Trump’s refusal to accept the prevailing ideological regime threatens the equilibrium of corporate governance. Many of the corporate CEOs who reluctantly joined Trump’s two advisory councils on technology and manufacturing quit over his alleged “moral equivalence.” Trump will respond by pivoting towards the working-class base of the Democratic Party, which has seen no growth in real wages for the past 20 years, and blame fat cat corporations who get rich by giving the store away to China. He will appeal to their traditional enthusiasm for trade protection and immigration curbs. The kind of voters who put Trump over the top last November in Wisconsin and Michigan will support him, along with a surprising large number of black voters, if his plan works out.

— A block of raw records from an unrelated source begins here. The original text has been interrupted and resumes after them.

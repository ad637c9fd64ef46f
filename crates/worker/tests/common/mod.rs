#![allow(dead_code)]

use std::collections::HashMap;
use std::path::Path;
use std::sync::{Arc, Mutex};
use std::time::Duration;

use vaultsync_core::command::{CommandOutput, CommandRunner, Invocation};
use vaultsync_core::config::BackupConfig;
use vaultsync_core::error::{BackupError, BackupResult, CommandFailure};
use vaultsync_core::git::GitRepo;
use vaultsync_core::vault::VaultClient;

/// Output `bw unlock` prints on success.
pub const UNLOCK_OUTPUT: &str = "Your vault is now unlocked!\n\
    $ export BW_SESSION=\"c2Vzc2lvbi10b2tlbg==\"\n\
    > $env:BW_SESSION=\"c2Vzc2lvbi10b2tlbg==\"\n";

pub const SESSION: &str = "c2Vzc2lvbi10b2tlbg==";

/// Scripted response for one command.
#[derive(Debug, Clone)]
pub enum Reply {
    Ok(String),
    Fail { output: String, code: i32 },
}

impl Reply {
    pub fn fail(output: &str) -> Self {
        Self::Fail {
            output: output.to_string(),
            code: 1,
        }
    }
}

/// [`CommandRunner`] that records every invocation and replays scripted
/// replies keyed by [`command_key`]. Unscripted commands succeed with no
/// output, except `bw unlock`, which prints a session marker.
pub struct RecordingRunner {
    calls: Mutex<Vec<Invocation>>,
    replies: Mutex<HashMap<String, Reply>>,
    delay: Option<Duration>,
}

impl RecordingRunner {
    pub fn new() -> Arc<Self> {
        Arc::new(Self::build(None))
    }

    /// Every command sleeps for `delay` before replying.
    pub fn with_delay(delay: Duration) -> Arc<Self> {
        Arc::new(Self::build(Some(delay)))
    }

    fn build(delay: Option<Duration>) -> Self {
        let replies = HashMap::from([(
            "bw unlock".to_string(),
            Reply::Ok(UNLOCK_OUTPUT.to_string()),
        )]);
        Self {
            calls: Mutex::new(Vec::new()),
            replies: Mutex::new(replies),
            delay,
        }
    }

    pub fn reply(&self, key: &str, reply: Reply) {
        self.replies
            .lock()
            .expect("replies lock")
            .insert(key.to_string(), reply);
    }

    pub fn calls(&self) -> Vec<Invocation> {
        self.calls.lock().expect("calls lock").clone()
    }

    /// Recorded calls as `program subcommand` keys, in order.
    pub fn keys(&self) -> Vec<String> {
        self.calls().iter().map(command_key).collect()
    }

    pub fn count(&self, key: &str) -> usize {
        self.keys().iter().filter(|k| *k == key).count()
    }

    pub fn find(&self, key: &str) -> Option<Invocation> {
        self.calls().into_iter().find(|inv| command_key(inv) == key)
    }
}

impl CommandRunner for RecordingRunner {
    async fn run(&self, invocation: &Invocation) -> BackupResult<CommandOutput> {
        self.calls
            .lock()
            .expect("calls lock")
            .push(invocation.clone());

        if let Some(delay) = self.delay {
            tokio::time::sleep(delay).await;
        }

        let reply = self
            .replies
            .lock()
            .expect("replies lock")
            .get(&command_key(invocation))
            .cloned()
            .unwrap_or(Reply::Ok(String::new()));

        match reply {
            Reply::Ok(text) => Ok(CommandOutput {
                text,
                duration_ms: 0,
            }),
            Reply::Fail { output, code } => Err(BackupError::CommandFailed {
                program: invocation.program.clone(),
                args: invocation.display_args(),
                output,
                cause: CommandFailure::Exit(Some(code)),
            }),
        }
    }
}

/// `program subcommand`, skipping git's `-C <dir>` prefix.
pub fn command_key(invocation: &Invocation) -> String {
    let mut args = invocation.args.iter().map(String::as_str);
    let first = args.next();
    let sub = if first == Some("-C") {
        args.nth(1)
    } else {
        first
    };
    format!("{} {}", invocation.program, sub.unwrap_or_default())
}

/// Configuration with every required value set and the working copy under
/// `dir`.
pub fn test_config(dir: &Path) -> BackupConfig {
    test_config_with(dir, &[])
}

pub fn test_config_with(dir: &Path, extra: &[(&str, &str)]) -> BackupConfig {
    let working_copy = dir.join("repo").to_string_lossy().into_owned();
    let mut vars: HashMap<String, String> = HashMap::from([
        (
            "GIT_REPOSITORY".to_string(),
            "https://git.example.com/me/vault-backup.git".to_string(),
        ),
        ("BW_CLIENTID".to_string(), "user.client-id".to_string()),
        ("BW_CLIENTSECRET".to_string(), "client-secret".to_string()),
        ("BW_PASSWORD".to_string(), "master-password".to_string()),
        ("BACKUP_DIR".to_string(), working_copy),
    ]);
    for (k, v) in extra {
        vars.insert(k.to_string(), v.to_string());
    }
    BackupConfig::from_lookup(|key| vars.get(key).cloned()).expect("valid test config")
}

pub fn clients(
    config: &BackupConfig,
    runner: &Arc<RecordingRunner>,
) -> (GitRepo<Arc<RecordingRunner>>, VaultClient<Arc<RecordingRunner>>) {
    (
        GitRepo::from_config(config, Arc::clone(runner)),
        VaultClient::from_config(config, Arc::clone(runner)),
    )
}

White House strategist Steve Bannon signaled the shift in a remarkably frank interview with The American Prospect, a journal that has long advocated traditional Democratic economic policies. Bannon reached out to editor Robert Kuttner and spelled out his game plan, particularly regarding China.
“To me,” Bannon said, “the economic war with China is everything. And we have to be maniacally focused on that. If we continue to lose it, we’re five years away, I think, ten years at the most, of hitting an inflection point from which we’ll never be able to recover.”
Bannon’s plan of attack includes: a complaint under Section 301 of the 1974 Trade Act against Chinese coercion of technology transfers from American corporations doing business there, and follow-up complaints against steel and aluminum dumping. “We’re going to run the tables on these guys. We’ve come to the conclusion that they’re in an economic war and they’re crushing us.”
“Coercion of technology transfers” is the decisive issue that Bannon wants to pursue, according to a senior White House official. China wants to dominate high-tech manufacturing, including a $50 billion program to build its own semiconductor manufacturing operations during the next decade, and it demands that Western companies trade their know-how for access to the enormous Chinese market. China now buys 75% of the world’s semiconductors, and it is hard for Western companies to turn down Chinese terms. If the US government intervenes to prevent technology transfers, the tech sector will object furiously.
Unfortunately for US tech companies, the advisory councils through which President Trump invited them to express their views were terminated this week, because many of their CEOs decided that Trump had stepped past the boundary line of acceptable behavior. Trump has the option to blame them for the problems of working-class Americans, and use regulatory measures to stop their tech deals with China.
Trump will reach out to Democratic voters who are alienated from a leadership that has devoted most of its energy to a radical social agenda instead of bread-and-butter solutions, and he will appear to a majority of his own party. I do not know whether he will succeed; if he does, the self-inflicted wounds to the erstwhile arbiters of American opinion will be fatal.